Estudo dos efeitos renais e vasculares do veneno da serpente Crotalus durissus cumanensis e crotoxina

Detalhes bibliográficos
Ano de defesa: 2009
Autor(a) principal: Pereira, Ticiana Praciano
Orientador(a): Não Informado pela instituição
Banca de defesa: Não Informado pela instituição
Tipo de documento: Dissertação
Tipo de acesso: Acesso aberto
Idioma: por
Instituição de defesa: Não Informado pela instituição
Programa de Pós-Graduação: Não Informado pela instituição
Departamento: Não Informado pela instituição
País: Não Informado pela instituição
Palavras-chave em Português:
Rim
Link de acesso: http://www.repositorio.ufc.br/handle/riufc/4281
Resumo: Ophidian accidents involving species of the genus Crotalus, are usually serious and frequently fatal due to the frequency of acute renal failure. Unfortunately, there have been few studies of the toxinologic effects of Crotalus durissus cumanensis venom. The renal effects of the venom used in this study were observed by perfusion of isolated kidneys. Infusion of C. d. cumanensis venom (10 µg/mL) produced an increase in perfusion pressure (PP) and renal vascular resistance (RVR). Urinary flow (UF) and glomerular filtration rate (GFR) were reduced. The venom was able to decrease the percentage of sodium tubular transport (%TNa+) and the percentage of chloride tubular transport (%TCl-). In kidneys perfused with (10 µg/mL) crotoxin, there were no significant changes in PP or RVR. The GFR decreased, while the UF increased.

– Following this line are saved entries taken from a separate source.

//! Base types for the structure of a package file.

use binrw::BinRead;

/// Package file header
///
/// Defines the header of a DBPF package file, which always starts with "DBPF" followed by the
/// major and minor version. All data is stored in little endian format. Only the fields this
/// reader consumes are mapped; the gaps are reserved bytes.
#[derive(BinRead, Debug, Copy, Clone, PartialEq)]
#[br(magic = b"DBPF", little)]
pub struct PackageHeader {
    /// The format's major version, expected to be 2
    pub major_version: u32,

    /// The format's minor version, expected to be 1
    pub minor_version: u32,

    /// The number of records in the index table, stored at offset 36
    #[br(pad_before = 24)]
    pub entry_count: u32,

    /// The low 32 bits of the index table position, stored at offset 40
    pub index_position_low: u32,

    /// The 64-bit index table position, stored at offset 64. When zero, the low 32-bit field
    /// is authoritative instead.
    #[br(pad_before = 20)]
    pub index_position: u64,
}

impl PackageHeader {
    /// The position of the first index record: the preferred index position plus a 4-byte skip
    /// for the index flags.
    pub fn index_start(&self) -> u64 {
        let position = if self.index_position != 0 {
            self.index_position
        } else {
            u64::from(self.index_position_low)
        };

        position + 4
    }
}

/// Package index record
///
/// Defines a fixed 32-byte entry in the package's index table.
#[derive(BinRead, Debug, Default, Copy, Clone, PartialEq)]
#[br(little)]
pub struct IndexRecord {
    /// The resource type this record points at
    pub type_id: u32,

    /// The resource group this record belongs to
    pub group_id: u32,

    /// The high 32 bits of the resource instance id
    pub instance_high: u32,

    /// The low 32 bits of the resource instance id
    pub instance_low: u32,

    /// The offset of the resource data from the start of the file
    pub file_position: u32,

    /// The size of the resource data in the file; the top bit is a compression flag, not part
    /// of the size
    pub stored_size_raw: u32,

    /// The size of the resource data after decompression; the top bit is masked off like the
    /// stored size
    pub decompressed_size_raw: u32,

    /// The compression code for the resource data
    pub compression_code: u16,

    /// Committed flag, unused by this reader
    pub committed: u16,
}

/// Size in bytes of one index record slot.
pub const INDEX_RECORD_SIZE: u64 = 32;

impl IndexRecord {
    /// The full 64-bit resource instance id.
    pub fn instance_id(&self) -> u64 {
        u64::from(self.instance_high) << 32 | u64::from(self.instance_low)
    }

    /// The stored size with the compression flag bit masked off.
    pub fn stored_size(&self) -> u32 {
        self.stored_size_raw & 0x7FFF_FFFF
    }

    /// The decompressed size with the top bit masked off.
    pub fn decompressed_size(&self) -> u32 {
        self.decompressed_size_raw & 0x7FFF_FFFF
    }
}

In contrast with whole venom, crotoxin reduced %TNa+, %TK and %TCl-. Analysis of the cytotoxic effects of Crotalus durissus cumanensis venom and crotoxin on renal tubular MDCK cells was performed by the MTT method. The venom promoted a concentration-dependent cytotoxic effect with an IC50 value of 5.38 µg/mL. In aortic rings precontracted by phenylephrine (Phe; 0.1 mM) with intact endothelium, C. d. cumanensis venom (0.1–30.0 µg/mL) resulted in an increased maximal contraction up to 130.0 ± 6.6% at a concentration of 30.0 µg/mL. In contrast, in endothelium denuded rings, vasocontraction was reduced in a concentration-dependent manner to 66.7 ± 4.9% (50.0 µg/mL). The effect was similar in the case of potassium-induced contraction (K+; 40 mM), in which there was a significant increase in the contraction of endothelium intact rings up to 115.6 ± 4.9% (30.0 µg/Ml) and a vasorelaxant effect (70.9 ± 4.7%) at a dose of 50.0 µg/mL after removal of the endothelium. In conclusion, C. d. cumanensis venom and crotoxin cause toxicity in isolated kidneys, however, only the whole venom has a cytotoxic effect on renal tubular cells. In aortic ring assays, whole venom causes endothelium dependent vasoconstriction. It is suggested that the toxic effects produced by the venom of Crotalus durissus cumanensis in kidney and isolated aorta, probably due to the participation of other fractions or a synergism of the components that make up the total venom.